Al principio fu Pippo Baudo(c’erano dubbi? No!) con il suo “nazional – popolare” a indicare le caratteristiche del fenomeno riferito principalmente al mondo dello spettacolo televisivo, quel mondo in cui il potere era appunto esercitato dall’audience, termine che andava a sostituire il più nostrano indice di gradimento. Questo perché l’audience meglio descrive il pubblico sintonizzato in quel momento su quel programma e non necessariamente il gradimento o meno dello stesso. Così come le parole trend e cool hanno sostituito nel parlare comune “va di moda” o “ fico”. Ma questo è un altro discorso. Tornando a noi, cosa lega (o divide) l’espressione Cultura Pop e Populismo cool, secondo questi criteri? A mio parere nulla o quasi se è vero che: “La sfida sui social, a colpi di post, tra Lega e M5S appassiona il Paese perchè, a livello di dinamiche e spessore culturale, è la trasposizione politica di “Uomini e Donne” (citazione ripresa da un post su face book) . E lo stesso accade se la sfida, sempre sui social, investe il campo della cosiddetta cultura pop, dove i fautori del trend e del cool e quelli più nostalgici del gusto, del bello, dell’arte si tacciano a vicenda mandandosi reciprocamente … ad acculturarsi.
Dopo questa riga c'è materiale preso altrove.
//! Saved games: a single FEN line in a text file. Move history is not part of
//! the format.

use std::fs;
use std::path::Path;

use tracing::info;

use crate::chess::position::Position;
use crate::error::GameError;

/// Writes the position to `path`, replacing the previous save.
///
/// # Errors
///
/// [`GameError::Persistence`] if the file can not be written.
pub fn save(path: &Path, position: &Position) -> Result<(), GameError> {
    fs::write(path, format!("{position}\n")).map_err(|source| GameError::Persistence {
        path: path.to_path_buf(),
        source,
    })?;
    info!(path = %path.display(), fen = %position, "game saved");
    Ok(())
}

/// Reads the position saved in `path`. Only the first line is considered.
///
/// # Errors
///
/// [`GameError::Persistence`] if the file can not be read and
/// [`GameError::InvalidSave`] if it does not start with a valid position.
pub fn load(path: &Path) -> Result<Position, GameError> {
    let contents = fs::read_to_string(path).map_err(|source| GameError::Persistence {
        path: path.to_path_buf(),
        source,
    })?;
    let line = contents.lines().next().unwrap_or_default();
    let position = Position::try_from(line).map_err(|e| GameError::InvalidSave {
        path: path.to_path_buf(),
        reason: format!("{e:#}"),
    })?;
    info!(path = %path.display(), fen = %position, "game loaded");
    Ok(position)
}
Perché alla fine della fiera, nella piazza più popolosa e popolata del mondo, il web, i due fenomeni sembrano fondersi in un perenne spettacolo a disposizione di enormi masse dove il confronto diventa quasi sempre scontro (spesso anche violento anche se solo scritto) come su un ring. La piazza più democratica del pianeta, che da diritto di parola anche a “legioni di imbecilli” come sostiene Umberto Eco , di democratico ha in sostanza ben poco e di sportivo , tra i “culturisti pop” e i “populisti cool”, ancor meno.